As placas deviam ser feitas pela comunidade africana, ou seja, pelas várias organizações que trazem o know-how e a competência, quer provenham do contexto histórico científico, quer do contexto ativista. Tais placas seriam, claramente, o primeiro passo. Por outro lado, deviam ser oferecidas informações precisas e visitas guiadas.
Atualmente as visitas guiadas a pontos mais críticos da cidade são oferecidas quase às escondidas e procurá-las exige muito tempo. As próprias instituições deviam oferecer visitas guiadas aos seus visitantes. Falta informação e reportagens mais alargadas – sobretudo da parte das próprias instituições – que ofereçam o enquadramento colonial. O Jardim Zoológico Hagenbeck é um bom exemplo disso. Muita gente não sabe que houve aí jardins zoológicos com seres humanos, os africanos e as africanas também não fazem ideia. Uma minha conhecida fez a sua boda no jardim zoológico e só posteriormente veio a saber que lugar era aquele. Ficou absolutamente chocada e horrorizada. E isto são experiências que ninguém gostaria de ter. Há falta de transparência.
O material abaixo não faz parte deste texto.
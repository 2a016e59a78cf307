// Copyright 2025 eraflo
//
// Licensed under the Apache License, Version 2.0 (the "License");
// you may not use this file except in compliance with the License.
// You may obtain a copy of the License at
//
//     http://www.apache.org/licenses/LICENSE-2.0
//
// Unless required by applicable law or agreed to in writing, software
// distributed under the License is distributed on an "AS IS" BASIS,
// WITHOUT WARRANTIES OR CONDITIONS OF ANY KIND, either express or implied.
// See the License for the specific language governing permissions and
// limitations under the License.

//! Node identity: persistent unique ids and collision-safe human names.

use std::any::TypeId;
use std::collections::HashMap;
use std::fmt;

use serde::{Deserialize, Serialize};
use uuid::Uuid;

use crate::node::NodeId;

/// A globally unique, persistent identifier for a node.
///
/// Unlike a [`NodeId`], which is only an arena handle and is recycled, a `NodeUid`
/// survives persistence round trips and is what external documents refer to.
#[derive(Debug, Clone, Copy, PartialEq, Eq, Hash, Serialize, Deserialize)]
pub struct NodeUid(Uuid);

impl NodeUid {
    /// Creates a new, random (version 4) `NodeUid`.
    pub fn new() -> Self {
        Self(Uuid::new_v4())
    }

    /// Wraps an existing UUID, e.g. one read back from a document.
    pub fn from_uuid(uuid: Uuid) -> Self {
        Self(uuid)
    }

    /// Returns the underlying UUID.
    pub fn as_uuid(&self) -> &Uuid {
        &self.0
    }
}

impl Default for NodeUid {
    /// Creates a new, random (version 4) `NodeUid`.
    fn default() -> Self {
        Self::new()
    }
}

impl fmt::Display for NodeUid {
    fn fmt(&self, f: &mut fmt::Formatter<'_>) -> fmt::Result {
        self.0.fmt(f)
    }
}

/// The outcome of claiming a name in a [`NameTable`].
#[derive(Debug, Clone, PartialEq, Eq)]
pub struct NameClaim {
    /// The name actually assigned.
    pub name: String,
    /// `true` if the requested name was taken and a generated default was used instead.
    pub collided: bool,
}

/// Keeps node names unique per class scope.
///
/// Two nodes of different concrete classes may share a name; two nodes of the same
/// class may not. A colliding claim is resolved by generating `<ClassName><n>`.
#[derive(Debug, Default)]
pub struct NameTable {
    names: HashMap<(TypeId, String), NodeId>,
    counters: HashMap<TypeId, u32>,
}

impl NameTable {
    /// Creates an empty name table.
    pub fn new() -> Self {
        Self::default()
    }

    /// Claims a name for `owner` in the given class scope.
    ///
    /// `None` or an empty request yields a generated default without reporting a
    /// collision.
    pub fn claim(
        &mut self,
        scope: TypeId,
        class_name: &str,
        requested: Option<&str>,
        owner: NodeId,
    ) -> NameClaim {
        let (name, collided) = match requested.filter(|name| !name.is_empty()) {
            Some(name) if !self.is_taken(scope, name) => (name.to_owned(), false),
            Some(_) => (self.generate(scope, class_name), true),
            None => (self.generate(scope, class_name), false),
        };
        self.names.insert((scope, name.clone()), owner);
        NameClaim { name, collided }
    }

    /// Releases a name previously claimed by `owner`.
    ///
    /// Returns `false` if the name is not held by `owner`.
    pub fn release(&mut self, scope: TypeId, name: &str, owner: NodeId) -> bool {
        let key = (scope, name.to_owned());
        match self.names.get(&key) {
            Some(holder) if *holder == owner => {
                self.names.remove(&key);
                true
            }
            _ => false,
        }
    }

    /// Returns the node holding `name` in the given scope.
    pub fn lookup(&self, scope: TypeId, name: &str) -> Option<NodeId> {
        self.names.get(&(scope, name.to_owned())).copied()
    }

    /// Returns `true` if `name` is held by any node in the given scope.
    pub fn is_taken(&self, scope: TypeId, name: &str) -> bool {
        self.names.contains_key(&(scope, name.to_owned()))
    }

    /// Returns the number of names currently held.
    pub fn len(&self) -> usize {
        self.names.len()
    }

    /// Returns `true` if no names are held.
    pub fn is_empty(&self) -> bool {
        self.names.is_empty()
    }

    fn generate(&mut self, scope: TypeId, class_name: &str) -> String {
        let counter = self.counters.entry(scope).or_insert(0);
        loop {
            *counter += 1;
            let candidate = format!("{class_name}{counter}");
            if !self.names.contains_key(&(scope, candidate.clone())) {
                return candidate;
            }
        }
    }
}

#[cfg(test)]
mod tests {
    use super::*;

    struct Button;
    struct Label;

    fn node(index: u32) -> NodeId {
        NodeId {
            index,
            generation: 0,
        }
    }

    #[test]
    fn test_claim_free_name() {
        let mut table = NameTable::new();
        let claim = table.claim(TypeId::of::<Button>(), "Button", Some("Ok"), node(0));

        assert_eq!(claim.name, "Ok");
        assert!(!claim.collided);
        assert_eq!(table.lookup(TypeId::of::<Button>(), "Ok"), Some(node(0)));
    }

    #[test]
    fn test_collision_generates_default() {
        let mut table = NameTable::new();
        table.claim(TypeId::of::<Button>(), "Button", Some("Ok"), node(0));
        let claim = table.claim(TypeId::of::<Button>(), "Button", Some("Ok"), node(1));

        assert!(claim.collided);
        assert_eq!(claim.name, "Button1");
        assert_eq!(table.lookup(TypeId::of::<Button>(), "Ok"), Some(node(0)));
    }

    #[test]
    fn test_generated_names_skip_taken_ones() {
        let mut table = NameTable::new();
        table.claim(TypeId::of::<Button>(), "Button", Some("Button1"), node(0));
        let claim = table.claim(TypeId::of::<Button>(), "Button", None, node(1));

        assert!(!claim.collided);
        assert_eq!(claim.name, "Button2");
    }

    #[test]
    fn test_scopes_are_independent() {
        let mut table = NameTable::new();
        table.claim(TypeId::of::<Button>(), "Button", Some("Title"), node(0));
        let claim = table.claim(TypeId::of::<Label>(), "Label", Some("Title"), node(1));

        assert!(!claim.collided);
        assert_eq!(claim.name, "Title");
    }

    #[test]
    fn test_release_requires_owner() {
        let mut table = NameTable::new();
        table.claim(TypeId::of::<Button>(), "Button", Some("Ok"), node(0));

        assert!(!table.release(TypeId::of::<Button>(), "Ok", node(1)));
        assert!(table.release(TypeId::of::<Button>(), "Ok", node(0)));
        assert!(table.is_empty());
    }

    #[test]
    fn test_uid_is_unique() {
        assert_ne!(NodeUid::new(), NodeUid::new());
    }
}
Sim, sem dúvida! Por exemplo, as atividades que levamos a cabo com o Fashion Africa Now. Aquilo é puro empoderamento. Nós agimos a partir do ponto de vista negro, africano, e somos a favor da participação, da inclusão e da representação. A plataforma e os eventos não são exclusivamente Safe Spaces, e quem estiver interessado, quem quiser aprender ou informar-se, pode participar.
Sublinho, porém, que o conteúdo é essencialmente da autoria dos BIPoC [3]. Constatamos que existe interesse e necessidade de espaços como este, porque eles não existem. Não existem mesmo! Muitas vezes, é porque falta financiamento para projetos e atores, mas é sobretudo difícil ter acesso a apoios para iniciativas se elas não forem dirigidas por brancos que desenvolvem programas para a sociedade branca dominante. Para o trabalho do empoderamento é preciso que os BIPoC assumam posições de direção com toda a sua competência! É isso que falta nas instituições e é necessário que isso seja reconhecido.